____ Data records

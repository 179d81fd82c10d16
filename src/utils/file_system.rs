//! Tools for working with the file system.

use crate::error::Result;
use std::path::{Path, PathBuf};
use tokio::fs::{File, OpenOptions};
use uuid::Uuid;

/// Creates a new file at the given destination.
///
/// # Arguments
///
/// * `destination` - The path to create the file at.
pub async fn create_file(destination: impl AsRef<Path>) -> Result<File> {
    let mut open_options = OpenOptions::new();
    open_options.write(true);
    open_options.create(true);
    open_options.truncate(true);

    let file = open_options.open(destination).await?;
    Ok(file)
}

/// Creates a new directory at the given destination.
/// If the directory already exists, nothing is done.
///
/// # Arguments
///
/// * `destination` - The path to create the directory at.
pub fn create_dir(destination: impl AsRef<Path>) -> Result<()> {
    std::fs::create_dir_all(destination)?;
    Ok(())
}

/// Creates the parent directory of the given destination.
/// If the parent directory already exists, nothing is done.
///
/// # Arguments
///
/// * `destination` - The path to create the parent directory for.
pub fn create_parent_dir(destination: impl AsRef<Path>) -> Result<()> {
    if let Some(parent) = destination.as_ref().parent() {
        std::fs::create_dir_all(parent)?;
    } else {
        std::fs::create_dir_all(destination.as_ref())?;
    }

    Ok(())
}

/// Generates a random filename component with the specified length.
pub fn random_filename(length: usize) -> String {
    let uuid = Uuid::new_v4().to_string().replace('-', "");

    uuid.chars().take(length).collect()
}

/// Builds a namespaced temp path for one pipeline artifact, so concurrent
/// runs never collide on file names.
///
/// # Arguments
///
/// * `dir` - The directory the artifact lives in.
/// * `stage` - A short tag naming the artifact, e.g. `video` or `audio`.
/// * `extension` - The file extension, without the dot.
pub fn temp_media_path(dir: impl AsRef<Path>, stage: &str, extension: &str) -> PathBuf {
    dir.as_ref()
        .join(format!("{}_{}.{}", stage, random_filename(8), extension))
}

/// Removes a temporary file and logs any errors.
/// Does not propagate errors to avoid interrupting the execution flow.
///
/// # Arguments
///
/// * `file_path` - The path of the file to delete
///
/// # Returns
///
/// `true` if the file was successfully deleted, `false` otherwise
pub async fn remove_temp_file(file_path: impl AsRef<Path> + std::fmt::Debug) -> bool {
    let result = tokio::fs::remove_file(&file_path).await;

    if let Err(ref e) = result {
        tracing::warn!("Failed to remove temporary file {:?}: {}", file_path, e);
    }

    result.is_ok()
}

#[cfg(test)]
mod tests {
    use super::*;

    #[test]
    fn temp_paths_are_namespaced_per_call() {
        let first = temp_media_path("/tmp/out", "video", "mp4");
        let second = temp_media_path("/tmp/out", "video", "mp4");

        assert_ne!(first, second);
        assert!(first.to_string_lossy().ends_with(".mp4"));
        assert!(
            first
                .file_name()
                .unwrap()
                .to_string_lossy()
                .starts_with("video_")
        );
    }

    #[test]
    fn random_filename_respects_length() {
        let name = random_filename(8);
        assert_eq!(name.len(), 8);
    }
}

________

**Exercise brief**
Give back exactly the lines from the line containing "to remove temporary" to the end of the entries, and no other lines.

**Task solution**
        tracing::warn!("Failed to remove temporary file {:?}: {}", file_path, e);
    }

    result.is_ok()
}

#[cfg(test)]
mod tests {
    use super::*;

    #[test]
    fn temp_paths_are_namespaced_per_call() {
        let first = temp_media_path("/tmp/out", "video", "mp4");
        let second = temp_media_path("/tmp/out", "video", "mp4");

        assert_ne!(first, second);
        assert!(first.to_string_lossy().ends_with(".mp4"));
        assert!(
            first
                .file_name()
                .unwrap()
                .to_string_lossy()
                .starts_with("video_")
        );
    }

    #[test]
    fn random_filename_respects_length() {
        let name = random_filename(8);
        assert_eq!(name.len(), 8);
    }
}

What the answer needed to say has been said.